### TASK ITEM
Find the word "current" in the data. Return every line where it appears.

[[ INFORMATION open ]]

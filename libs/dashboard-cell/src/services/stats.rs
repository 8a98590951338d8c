use std::sync::Arc;

use chrono::{NaiveDate, Utc};
use reqwest::Method;
use serde_json::Value;
use uuid::Uuid;

use appointment_cell::models::{Appointment, AppointmentStatus};
use shared_config::AppConfig;
use shared_database::supabase::SupabaseClient;
use staff_cell::models::{AvailabilityStatus, Staff};

use crate::models::{DashboardError, StaffLoad, TodayStats};

/// Aggregates for the landing page: today's appointment counts and the
/// load on each staff member.
pub struct DashboardService {
    supabase: Arc<SupabaseClient>,
}

impl DashboardService {
    pub fn new(config: &AppConfig) -> Self {
        Self {
            supabase: Arc::new(SupabaseClient::new(config)),
        }
    }

    pub fn with_client(supabase: Arc<SupabaseClient>) -> Self {
        Self { supabase }
    }

    pub async fn today_stats(
        &self,
        user_id: &str,
        auth_token: &str,
    ) -> Result<TodayStats, DashboardError> {
        let today = Utc::now().date_naive();
        let path = format!(
            "/rest/v1/appointments?user_id=eq.{}&appointment_date=eq.{}",
            user_id, today
        );

        let rows: Vec<Value> = self
            .supabase
            .request(Method::GET, &path, Some(auth_token), None)
            .await
            .map_err(|e| DashboardError::DatabaseError(e.to_string()))?;

        let appointments = rows
            .into_iter()
            .map(serde_json::from_value)
            .collect::<Result<Vec<Appointment>, _>>()
            .map_err(|e| {
                DashboardError::DatabaseError(format!("Failed to parse appointments: {}", e))
            })?;

        Ok(summarize_today(&appointments))
    }

    pub async fn staff_load(
        &self,
        user_id: &str,
        auth_token: &str,
    ) -> Result<Vec<StaffLoad>, DashboardError> {
        let today = Utc::now().date_naive();

        let path = format!("/rest/v1/staff?user_id=eq.{}&order=name.asc", user_id);
        let rows: Vec<Value> = self
            .supabase
            .request(Method::GET, &path, Some(auth_token), None)
            .await
            .map_err(|e| DashboardError::DatabaseError(e.to_string()))?;

        let staff_list = rows
            .into_iter()
            .map(serde_json::from_value)
            .collect::<Result<Vec<Staff>, _>>()
            .map_err(|e| DashboardError::DatabaseError(format!("Failed to parse staff: {}", e)))?;

        let mut loads = Vec::with_capacity(staff_list.len());
        for staff in staff_list {
            let current = self
                .scheduled_count_today(staff.id, today, auth_token)
                .await?;
            loads.push(StaffLoad {
                staff_id: staff.id,
                name: staff.name.clone(),
                current,
                max: staff.daily_capacity,
                status: derive_load_status(&staff, current).to_string(),
            });
        }

        Ok(loads)
    }

    async fn scheduled_count_today(
        &self,
        staff_id: Uuid,
        today: NaiveDate,
        auth_token: &str,
    ) -> Result<usize, DashboardError> {
        let path = format!(
            "/rest/v1/appointments?staff_id=eq.{}&appointment_date=eq.{}&status=eq.Scheduled&select=id",
            staff_id, today
        );

        let rows: Vec<Value> = self
            .supabase
            .request(Method::GET, &path, Some(auth_token), None)
            .await
            .map_err(|e| DashboardError::DatabaseError(e.to_string()))?;

        Ok(rows.len())
    }
}

fn summarize_today(appointments: &[Appointment]) -> TodayStats {
    TodayStats {
        total_appointments: appointments.len(),
        completed: appointments
            .iter()
            .filter(|a| a.status == AppointmentStatus::Completed)
            .count(),
        pending: appointments
            .iter()
            .filter(|a| a.status == AppointmentStatus::Scheduled)
            .count(),
        waiting_queue_count: appointments
            .iter()
            .filter(|a| a.status == AppointmentStatus::Waiting)
            .count(),
    }
}

/// Leave wins over load. A staff member within one appointment of the cap
/// reads as Near Capacity, at or past it as Booked.
fn derive_load_status(staff: &Staff, scheduled_today: usize) -> &'static str {
    if staff.availability_status == AvailabilityStatus::OnLeave {
        "On Leave"
    } else if scheduled_today as i32 >= staff.daily_capacity {
        "Booked"
    } else if scheduled_today as i32 >= staff.daily_capacity - 1 {
        "Near Capacity"
    } else {
        "Available"
    }
}

#[cfg(test)]
mod tests {
    use super::*;
    use chrono::Utc;

    fn staff(capacity: i32, availability: AvailabilityStatus) -> Staff {
        Staff {
            id: Uuid::new_v4(),
            name: "Alex".to_string(),
            service_type: "General".to_string(),
            daily_capacity: capacity,
            availability_status: availability,
            user_id: Uuid::new_v4(),
            created_at: Utc::now(),
            updated_at: Utc::now(),
        }
    }

    #[test]
    fn load_status_thresholds() {
        let s = staff(5, AvailabilityStatus::Available);
        assert_eq!(derive_load_status(&s, 0), "Available");
        assert_eq!(derive_load_status(&s, 3), "Available");
        assert_eq!(derive_load_status(&s, 4), "Near Capacity");
        assert_eq!(derive_load_status(&s, 5), "Booked");
        assert_eq!(derive_load_status(&s, 6), "Booked");
    }

    #[test]
    fn leave_overrides_load() {
        let s = staff(5, AvailabilityStatus::OnLeave);
        assert_eq!(derive_load_status(&s, 0), "On Leave");
        assert_eq!(derive_load_status(&s, 5), "On Leave");
    }

    #[test]
    fn capacity_one_staff_is_near_capacity_when_idle() {
        let s = staff(1, AvailabilityStatus::Available);
        assert_eq!(derive_load_status(&s, 0), "Near Capacity");
        assert_eq!(derive_load_status(&s, 1), "Booked");
    }
}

[[ INFORMATION closed ]]

### RESULT OF THIS TASK
            let current = self
                current,
                status: derive_load_status(&staff, current).to_string(),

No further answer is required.